Taking ##\theta ## to be the polar angle,
## r(\theta ) = r_i - R \theta ##

Taking the polar angle of? The location of the mass? Be careful here. Rθ is* the amount of string which has wrapped around the post... Is this the same as the distance the mass has moved towards the center? (This r(θ) equation says, yes.)

*[Edit: This is actually not even the correct amount of string wrapped around... for that, you would use the angle of the contact point, which is not generally the angle of the mass (only when r=R). Your method requires extra care!]

## \vec a = (\ddot r - r {\dot \theta}^2 ) \hat r + (2 \dot r \dot \theta + r \ddot \theta ) \hat \theta ##
## T = m (\ddot r - r {\dot \theta}^2 )##

Is the tension pointing purely radially? (This T equation says, yes.)Anyway, I have pointed out some inconsistencies in your method, but I do not really want to suggest that you fix them. Pursuing that approach seems very messy... There must be a better way...

Strings are complicated things in real life. Create this problem with a rope and with a bungee cord and you will observe quite different motions. In the realm of practice-problems, we like to idealize things. How do we idealize a string? What is different between the rope and the bungee cord? The stiffness, of course. A rope is idealized by saying that is inextensible. Like frictionless surfaces, massless pulleys, rigid bodies, etc... inextensible strings do not really exist in the real world. But like those other things, they are very useful approximations in some situations.

So if we take these strings to be inextensible, can the mass move along the direction of the rope (and therefore the direction of tension) in part (b)?
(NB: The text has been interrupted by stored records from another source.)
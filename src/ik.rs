// Inverse kinematics adapter
//
// The numerical solver is external and sits behind `IkSolver`. The adapter
// validates what comes back and clamps it into the joint limits.

use serde::{Deserialize, Serialize};
use tracing::debug;

use crate::limb::Limb;
use crate::limits::LimitTable;

/// End-effector pose in the arm's reference frame
///
/// Orientation is roll/pitch/yaw so that incremental deltas add componentwise.
#[derive(Debug, Clone, Copy, PartialEq, Default, Serialize, Deserialize)]
pub struct Pose {
    /// x, y, z in meters
    pub position: [f64; 3],
    /// roll, pitch, yaw in radians
    pub rpy: [f64; 3],
}

impl Pose {
    pub fn new(x: f64, y: f64, z: f64, roll: f64, pitch: f64, yaw: f64) -> Self {
        Self {
            position: [x, y, z],
            rpy: [roll, pitch, yaw],
        }
    }

    /// Pure translation, useful as a delta
    pub fn translation(x: f64, y: f64, z: f64) -> Self {
        Self::new(x, y, z, 0.0, 0.0, 0.0)
    }

    /// This pose shifted by `delta`
    pub fn offset(&self, delta: &Pose) -> Pose {
        let mut out = *self;
        for i in 0..3 {
            out.position[i] += delta.position[i];
            out.rpy[i] += delta.rpy[i];
        }
        out
    }

    /// Unit quaternion `[w, x, y, z]` (ZYX convention)
    pub fn quaternion(&self) -> [f64; 4] {
        let [roll, pitch, yaw] = self.rpy;
        let (sr, cr) = (roll * 0.5).sin_cos();
        let (sp, cp) = (pitch * 0.5).sin_cos();
        let (sy, cy) = (yaw * 0.5).sin_cos();
        [
            cr * cp * cy + sr * sp * sy,
            sr * cp * cy - cr * sp * sy,
            cr * sp * cy + sr * cp * sy,
            cr * cp * sy - sr * sp * cy,
        ]
    }

    pub fn is_finite(&self) -> bool {
        self.position.iter().chain(self.rpy.iter()).all(|v| v.is_finite())
    }
}

/// IK failures; the target state is left unchanged when one is returned
#[derive(Debug, Clone, PartialEq, thiserror::Error)]
pub enum IkError {
    #[error("target pose is unreachable")]
    Unreachable,

    #[error("solver diverged")]
    NumericalDivergence,

    #[error("solver returned {got} joints, {limb} has {expected}")]
    DimensionMismatch {
        limb: Limb,
        expected: usize,
        got: usize,
    },

    #[error("{0} has no IK chain")]
    UnsupportedLimb(Limb),

    #[error("no IK solver configured")]
    SolverUnavailable,
}

/// Black-box kinematics solver
pub trait IkSolver: Send + Sync {
    /// Forward kinematics of `joints` for `limb`
    fn forward(&self, limb: Limb, joints: &[f64]) -> Result<Pose, IkError>;

    /// Joint values reaching `target`, warm-started from `seed`
    fn solve(&self, limb: Limb, seed: &[f64], target: &Pose) -> Result<Vec<f64>, IkError>;
}

/// Result of a successful IK call after limit clamping
#[derive(Debug, Clone, PartialEq)]
pub struct IkSolution {
    pub joints: Vec<f64>,
    /// True if clamping altered the solver's answer
    pub clamped: bool,
}

/// Wraps the external solver: validation + clamping
pub struct IkAdapter {
    solver: Option<Box<dyn IkSolver>>,
}

impl IkAdapter {
    pub fn new(solver: Box<dyn IkSolver>) -> Self {
        Self {
            solver: Some(solver),
        }
    }

    /// Adapter that fails every call with `SolverUnavailable`
    pub fn unavailable() -> Self {
        Self { solver: None }
    }

    fn solver(&self, limb: Limb) -> Result<&dyn IkSolver, IkError> {
        if !limb.is_arm() {
            return Err(IkError::UnsupportedLimb(limb));
        }
        self.solver.as_deref().ok_or(IkError::SolverUnavailable)
    }

    pub fn forward(&self, limb: Limb, joints: &[f64]) -> Result<Pose, IkError> {
        let pose = self.solver(limb)?.forward(limb, joints)?;
        if !pose.is_finite() {
            return Err(IkError::NumericalDivergence);
        }
        Ok(pose)
    }

    /// Solve for `target` from `seed` and clamp the answer into `limits`
    pub fn solve(
        &self,
        limb: Limb,
        seed: &[f64],
        target: &Pose,
        limits: &LimitTable,
    ) -> Result<IkSolution, IkError> {
        if !target.is_finite() {
            return Err(IkError::NumericalDivergence);
        }
        let mut joints = self.solver(limb)?.solve(limb, seed, target)?;

        if joints.len() != limb.dof() {
            return Err(IkError::DimensionMismatch {
                limb,
                expected: limb.dof(),
                got: joints.len(),
            });
        }
        if joints.iter().any(|q| !q.is_finite()) {
            return Err(IkError::NumericalDivergence);
        }

        let clamped = limits.clamp(limb, &mut joints);
        debug!("IK {} -> {:?} (clamped: {})", limb, joints, clamped);
        Ok(IkSolution { joints, clamped })
    }
}


#[cfg(test)]
mod tests {
    use super::testing::LinearSolver;
    use super::*;

    struct DivergingSolver;

    impl IkSolver for DivergingSolver {
        fn forward(&self, _limb: Limb, _joints: &[f64]) -> Result<Pose, IkError> {
            Ok(Pose::default())
        }

        fn solve(&self, _limb: Limb, _seed: &[f64], _target: &Pose) -> Result<Vec<f64>, IkError> {
            Ok(vec![f64::NAN; 7])
        }
    }

    #[test]
    fn test_offset_adds_componentwise() {
        let pose = Pose::new(0.1, 0.2, 0.3, 0.0, 0.1, 0.0);
        let moved = pose.offset(&Pose::new(0.1, 0.0, -0.1, 0.2, 0.0, 0.0));
        assert!((moved.position[0] - 0.2).abs() < 1e-12);
        assert!((moved.position[2] - 0.2).abs() < 1e-12);
        assert!((moved.rpy[0] - 0.2).abs() < 1e-12);
        assert!((moved.rpy[1] - 0.1).abs() < 1e-12);
    }

    #[test]
    fn test_identity_quaternion() {
        assert_eq!(Pose::default().quaternion(), [1.0, 0.0, 0.0, 0.0]);
        let q = Pose::new(0.0, 0.0, 0.0, 0.0, 0.0, std::f64::consts::PI).quaternion();
        assert!(q[0].abs() < 1e-12);
        assert!((q[3] - 1.0).abs() < 1e-12);
    }

    #[test]
    fn test_solution_is_clamped_and_flagged() {
        let adapter = IkAdapter::new(Box::new(LinearSolver::default()));
        let limits = LimitTable::mantis();
        let seed = [0.0, 0.08, 0.0, 0.0, 0.0, 0.0, 0.0];
        // wrist pitch (index 5) is limited to +-0.52
        let target = Pose::new(0.1, 0.2, 0.0, 0.0, 0.0, 1.0);
        let solution = adapter.solve(Limb::LeftArm, &seed, &target, &limits).unwrap();
        assert!(solution.clamped);
        assert_eq!(solution.joints[5], 0.52);
        assert_eq!(solution.joints[0], 0.1);
    }

    #[test]
    fn test_unreachable_is_surfaced() {
        let adapter = IkAdapter::new(Box::new(LinearSolver { reach: 0.5 }));
        let result = adapter.solve(
            Limb::RightArm,
            &[0.0; 7],
            &Pose::translation(1.0, 0.0, 0.0),
            &LimitTable::mantis(),
        );
        assert_eq!(result, Err(IkError::Unreachable));
    }

    #[test]
    fn test_non_finite_solution_is_divergence() {
        let adapter = IkAdapter::new(Box::new(DivergingSolver));
        let result = adapter.solve(
            Limb::LeftArm,
            &[0.0; 7],
            &Pose::default(),
            &LimitTable::mantis(),
        );
        assert_eq!(result, Err(IkError::NumericalDivergence));
    }

    #[test]
    fn test_only_arms_have_ik() {
        let adapter = IkAdapter::new(Box::new(LinearSolver::default()));
        let result = adapter.forward(Limb::Head, &[0.0, 0.0]);
        assert_eq!(result, Err(IkError::UnsupportedLimb(Limb::Head)));
        let missing = IkAdapter::unavailable().forward(Limb::LeftArm, &[0.0; 7]);
        assert_eq!(missing, Err(IkError::SolverUnavailable));
    }
}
What about in part (a)? What are the implications?

 

[haruspex]

A) Assuming no gravity

Since gravity acts vertically and you are using angular momentum about a vertical axis, you do not need that assumption here. You do need it in B).

Work energy theorem tells us that net work done on it = change in kinetic energy

Good start... is anything doing work on it?

 

[Pushoam]

Since gravity acts vertically and you are using angular momentum about a vertical axis, you do not need that assumption here. You do need it in B).

But there is a perpendicular distance between where the gravitational force is acting i.e. position vector of m and the axis of rotation.
In the presence of gravity, there will be a net torque about the axis of post acting on the mass ## \tau = r \hat s \times mg(-\hat z) = mgr \hat \phi ##
So, the conservation of angular momentum could not be applied.

 

[haruspex]

But there is a perpendicular distance between where the gravitational force is acting i.e. position vector of m and the axis of rotation.
In the presence of gravity, there will be a net torque about the axis of post acting on the mass ## \tau = r \hat s \times mg(-\hat z) = mgr \hat \phi ##
So, the conservation of angular momentum could not be applied.

Angular momentum is a vector. If there is no torque about the vertical axis, how can the component of angular momentum about the vertical axis change?
I am not claming the entire vector is conserved.

 

[Pushoam]

Can anyone please tell me how to number an eqn. in PF?Another attempt:

Using cylindrical coordinate - system, taking axis of post as z- axis and origin at the bottom of the post, and denoting by the position vector of mass m by ##\vec x,##

## \vec x = R \hat s + r \hat \phi + \vec z ##

## \dot{ \vec x} ## ##= ( R \dot \phi + \dot r ) \hat \phi ## ## - r \dot \phi \hat s + \dot {\vec z} ##

So if we take these strings to be inextensible, can the mass move along the direction of the rope (and therefore the direction of tension) in part (b)?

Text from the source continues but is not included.